A workers compensation policy has three parts; state benefits, referred to simply as work comp (discussed here), employer’s liability, and “other states” benefits.

Coverage part 1 of the workers compensation insurance policy details the statutory benefits made available to employees who suffer bodily injury or disease as a result of their employment.

The benefits include medical services, weekly disability, rehab and death & dismemberment.

Medical benefits do not require any sort of deductible or coinsurance. If you injure yourself at work and need to go to the hospital, it is completely covered with no out-of-pocket expenses on your part.

Weekly disability benefits can be made available to any employee who cannot work for a period of time after an injury has occurred.

There is usually a short time period before you can begin to collect benefits. It is normally a couple of days and not longer than one week.

If you are injured, the typical compensation benefits are two-thirds, or 66.6%, of your normal weekly wage.
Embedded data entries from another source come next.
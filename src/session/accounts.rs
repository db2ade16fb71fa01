//! Account discovery, positions export and account opening.

use anyhow::{bail, Context, Result};
use tracing::{debug, info, warn};

use super::{FidelitySession, BROKERAGE_OPENING_URL, POSITIONS_URL, ROTH_OPENING_URL, TRANSFER_URL};
use crate::browser::{Locator, WaitState};
use crate::positions;
use crate::store::{parse_option_text, AccountStore, DropdownEntry, MergeOutcome};
use crate::types::AccountType;

/// Delay for the balance table to refresh after a dropdown change.
const BALANCE_REFRESH_MS: u64 = 100;

const ACCOUNT_NUMBER_PREFIX: &str = "Your account number is";

impl FidelitySession {
    /// Read every account from the transfer page's "From" dropdown.
    ///
    /// With `with_balance` each account is selected in turn so its
    /// withdrawable cash can be read from the balance table.
    pub async fn fetch_dropdown_entries(&mut self, with_balance: bool) -> Result<Vec<DropdownEntry>> {
        self.page.wait_for_load_state(self.cfg.timeouts.loading()).await?;
        self.page.goto(TRANSFER_URL).await?;
        self.wait_for_loading().await?;

        let from = Locator::label("From");
        let options = self.page.options(&from).await?;
        let mut entries = Vec::new();
        for option in options {
            let Some((account, nickname)) = parse_option_text(&option.text) else {
                continue;
            };
            let withdrawal_balance = if with_balance {
                self.page.select_option(&from, &option.value).await?;
                self.page.wait_for_timeout(BALANCE_REFRESH_MS).await;
                Some(self.available_balance().await?)
            } else {
                None
            };
            entries.push(DropdownEntry {
                account,
                nickname,
                withdrawal_balance,
            });
        }
        debug!(accounts = entries.len(), "Account dropdown read");
        Ok(entries)
    }

    /// Merge the dropdown accounts into the session store, replacing
    /// nicknames and withdrawable cash of accounts already known.
    pub async fn get_list_of_accounts(&mut self, with_balance: bool) -> Result<&AccountStore> {
        let entries = self.fetch_dropdown_entries(with_balance).await?;
        let mut created = 0;
        for entry in entries {
            if self.store.merge_dropdown(entry, true) == MergeOutcome::Created {
                created += 1;
            }
        }
        info!(accounts = self.store.len(), created, "Account list refreshed");
        Ok(&self.store)
    }

    /// Same scrape as `get_list_of_accounts` but into a fresh store, leaving
    /// the session store untouched.
    pub async fn account_snapshot(&mut self, with_balance: bool) -> Result<AccountStore> {
        let mut snapshot = AccountStore::new();
        for entry in self.fetch_dropdown_entries(with_balance).await? {
            snapshot.merge_dropdown(entry, true);
        }
        Ok(snapshot)
    }

    /// Download the positions export and merge it into the store.
    pub async fn get_account_info(&mut self) -> Result<&AccountStore> {
        self.page.wait_for_load_state(self.cfg.timeouts.loading()).await?;
        self.page.goto(POSITIONS_URL).await?;
        self.wait_for_loading().await?;

        self.page.begin_download();
        self.page.click(&Locator::label("Download Positions")).await?;
        let download = self
            .page
            .wait_for_download(self.cfg.timeouts.long_loading())
            .await?;

        let dest = std::env::current_dir()?.join(&download.suggested_filename);
        download.save_as(&dest)?;
        positions::import_positions_file(&mut self.store, &dest)
            .with_context(|| format!("Failed to import {}", dest.display()))?;
        Ok(&self.store)
    }

    /// Open a new account and return its number (also kept in
    /// `new_account_number`).
    pub async fn open_account(&mut self, account_type: AccountType) -> Result<String> {
        let result = match account_type {
            AccountType::Roth => self.open_roth().await,
            AccountType::Brokerage => self.open_brokerage().await,
        };
        match result {
            Ok(number) => {
                info!(%account_type, account = %number, "Account opened");
                self.new_account_number = Some(number.clone());
                Ok(number)
            }
            Err(e) => {
                warn!(%account_type, error = %e, "Account opening failed");
                self.capture_failure("open_account").await;
                Err(e)
            }
        }
    }

    async fn open_roth(&mut self) -> Result<String> {
        self.page.goto(ROTH_OPENING_URL).await?;
        self.wait_for_loading().await?;

        self.page
            .click(&Locator::role_named("button", "Open account"))
            .await?;
        self.wait_for_loading_sign(self.cfg.timeouts.long_loading()).await?;
        self.page
            .wait_for(
                &Locator::role_named("heading", "Congratulations, your account"),
                WaitState::Visible,
                self.cfg.timeouts.loading(),
            )
            .await?;

        let heading = self
            .page
            .text_content(&Locator::role_named("heading", ACCOUNT_NUMBER_PREFIX))
            .await?;
        let number = heading.replace(ACCOUNT_NUMBER_PREFIX, "").trim().to_string();
        if number.is_empty() {
            bail!("Account number missing from confirmation heading {heading:?}");
        }
        Ok(number)
    }

    async fn open_brokerage(&mut self) -> Result<String> {
        let before = self.account_snapshot(false).await?;

        self.page.goto(BROKERAGE_OPENING_URL).await?;
        self.wait_for_loading().await?;

        // Skipped by the site when an application is already in progress.
        if self
            .page
            .is_visible(&Locator::role_named("heading", "Account ownership"))
            .await?
        {
            self.page.click(&Locator::role_named("button", "Next")).await?;
            self.wait_for_loading().await?;
        }
        self.page.click(&Locator::role_named("button", "Next")).await?;
        self.wait_for_loading().await?;

        self.page
            .click(&Locator::role_named("button", "Open account"))
            .await?;
        self.wait_for_loading_sign(self.cfg.timeouts.long_loading()).await?;
        self.page.wait_for_load_state(self.cfg.timeouts.loading()).await?;
        self.wait_for_loading().await?;

        let after = self.account_snapshot(false).await?;
        self.new_account_number = None;
        new_account(&before, &after).context("No new account appeared after opening")
    }
}

/// First account present in `after` but not in `before`.
pub(crate) fn new_account(before: &AccountStore, after: &AccountStore) -> Option<String> {
    after
        .account_numbers()
        .into_iter()
        .find(|acct| !before.contains(acct))
}
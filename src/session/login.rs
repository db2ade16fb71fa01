//! Login and two-factor scripts.

use std::time::Duration;

use anyhow::Result;
use secrecy::{ExposeSecret, SecretString};
use tracing::{error, info, warn};

use super::{FidelitySession, LOGIN_URL, SUMMARY_URL};
use crate::browser::{self, Locator, WaitState};
use crate::config::Credentials;
use crate::login::{classify_page, transition, LoginError, LoginPage, LoginProbes, LoginState, LoginStatus};
use crate::totp;

/// The spinner disappears, then a second one shows up shortly after.
const SECOND_SPINNER_DELAY_MS: u64 = 1_000;
const SMS_SUBMIT_TIMEOUT: Duration = Duration::from_secs(5);

const SAVE_DEVICE_LABEL: &str = "Don't ask me again on this";

fn code_input() -> Locator {
    Locator::placeholder("XXXXXX")
}

impl FidelitySession {
    /// Log in with `creds`.
    ///
    /// Returns `AUTHENTICATED` when the summary page was reached (directly or
    /// after the TOTP step), `NEEDS_CODE` when an SMS code was requested
    /// (finish with [`login_2fa`](Self::login_2fa)), and `FAILED` otherwise.
    pub async fn login(&mut self, creds: &Credentials) -> LoginStatus {
        match self.try_login(creds).await {
            Ok(state) => {
                let status = LoginStatus::from_state(Ok(state));
                info!(user = %creds.masked_username(), %status, "Login finished");
                status
            }
            Err(e) => {
                if browser::is_timeout(&e) {
                    warn!(error = %e, "Timeout waiting for login page to load or navigate");
                } else {
                    error!(error = %e, "Login failed");
                }
                self.capture_failure("login").await;
                LoginStatus::FAILED
            }
        }
    }

    async fn try_login(&mut self, creds: &Credentials) -> Result<LoginState> {
        self.page.goto(LOGIN_URL).await?;

        let username = Locator::label_exact("Username");
        self.page.click(&username).await?;
        self.page.fill(&username, &creds.username).await?;
        let password = Locator::label_exact("Password");
        self.page.click(&password).await?;
        self.page.fill(&password, creds.password.expose_secret()).await?;
        self.page.click(&Locator::role_named("button", "Log in")).await?;

        self.wait_for_loading().await?;
        self.page.wait_for_timeout(SECOND_SPINNER_DELAY_MS).await;
        self.wait_for_loading().await?;

        let url = self.page.url().await?;
        let probes = if url.contains("login") && !url.contains("summary") {
            self.wait_for_loading().await?;
            self.page
                .wait_for(
                    &Locator::css("#dom-widget div").first(),
                    WaitState::Visible,
                    self.cfg.timeouts.element(),
                )
                .await?;
            self.probe_login_page().await?
        } else {
            LoginProbes::default()
        };

        let page = classify_page(&url, &probes, creds.has_totp());
        let state = transition(page, &url)?;
        match state {
            LoginState::NeedTotp => {
                let secret = creds
                    .totp_secret
                    .as_ref()
                    .ok_or(LoginError::MissingTotpSecret)?;
                self.complete_totp(secret).await?;
                Ok(LoginState::Authenticated)
            }
            LoginState::NeedSmsCode => {
                self.request_sms_code(page).await?;
                Ok(LoginState::NeedSmsCode)
            }
            other => Ok(other),
        }
    }

    async fn probe_login_page(&self) -> Result<LoginProbes> {
        Ok(LoginProbes {
            totp_heading: self
                .page
                .is_visible(&Locator::role_named("heading", "Enter the code from your"))
                .await?,
            authenticator_text: self
                .page
                .is_visible(&Locator::text(
                    "Enter the code from your authenticator app This security code will confirm the",
                ))
                .await?,
            try_another_way: self
                .page
                .is_visible(&Locator::role_named("link", "Try another way"))
                .await?,
            text_me_button: self
                .page
                .is_visible(&Locator::role_named("button", "Text me the code"))
                .await?,
        })
    }

    async fn complete_totp(&mut self, secret: &SecretString) -> Result<()> {
        let code = totp::current_code(secret)?;
        self.page.click(&code_input()).await?;
        self.page.fill(&code_input(), &code).await?;

        if self.cfg.session.save_device {
            self.check_save_device().await?;
        }
        self.page.click(&Locator::role_named("button", "Continue")).await?;
        self.wait_for_loading().await?;
        self.page
            .wait_for_url(SUMMARY_URL, self.cfg.timeouts.navigation())
            .await?;
        Ok(())
    }

    async fn request_sms_code(&mut self, page: LoginPage) -> Result<()> {
        if page == LoginPage::PushPrompt {
            if self.cfg.session.save_device {
                self.check_save_device().await?;
            }
            self.page
                .click(&Locator::role_named("link", "Try another way"))
                .await?;
        }
        self.page
            .click(&Locator::role_named("button", "Text me the code"))
            .await?;
        self.page.click(&code_input()).await?;
        info!("SMS code requested");
        Ok(())
    }

    async fn check_save_device(&self) -> Result<()> {
        let checkbox = Locator::css("label").has_text(SAVE_DEVICE_LABEL);
        self.page.check(&checkbox).await?;
        if !self.page.is_checked(&checkbox).await? {
            return Err(LoginError::SaveDeviceUnchecked.into());
        }
        Ok(())
    }

    /// Finish an SMS login with the code the operator received.
    pub async fn login_2fa(&mut self, code: &str) -> bool {
        match self.try_login_2fa(code).await {
            Ok(()) => {
                info!("Two-factor login complete");
                true
            }
            Err(e) => {
                if browser::is_timeout(&e) {
                    warn!(error = %e, "Timeout waiting for the summary page after 2FA");
                } else {
                    error!(error = %e, "Two-factor login failed");
                }
                self.capture_failure("login_2fa").await;
                false
            }
        }
    }

    async fn try_login_2fa(&mut self, code: &str) -> Result<()> {
        self.page.fill(&code_input(), code.trim()).await?;
        if self.cfg.session.save_device {
            self.check_save_device().await?;
        }
        self.page.click(&Locator::role_named("button", "Submit")).await?;
        self.page.wait_for_url(SUMMARY_URL, SMS_SUBMIT_TIMEOUT).await?;
        Ok(())
    }
}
You can expect a maximum amount of benefits to be paid out in almost every state.

Rehabilitation benefits may include costs for rehab or job training.

The goal of rehab benefits is to help an injured worker get back to a position where they can perform their original job or get into a new line of work that may suit their abilities after injury.

Your family will receive a death benefit, including funeral expense up to a specified dollar amount, in the event you are killed as a result of a work-related accident.

Additionally, your dependents, including a spouse or children up to 18 years of age, are eligible to receive a portion of your weekly earnings.

There is typically a maximum percentage of income paid out. You should not expect to receive more than 75% of the original weekly wage.

As discussed, each state has different laws, so be sure to contact your employer or state department of insurance to determine what benefits you may be eligible for as a result of a work-related accident.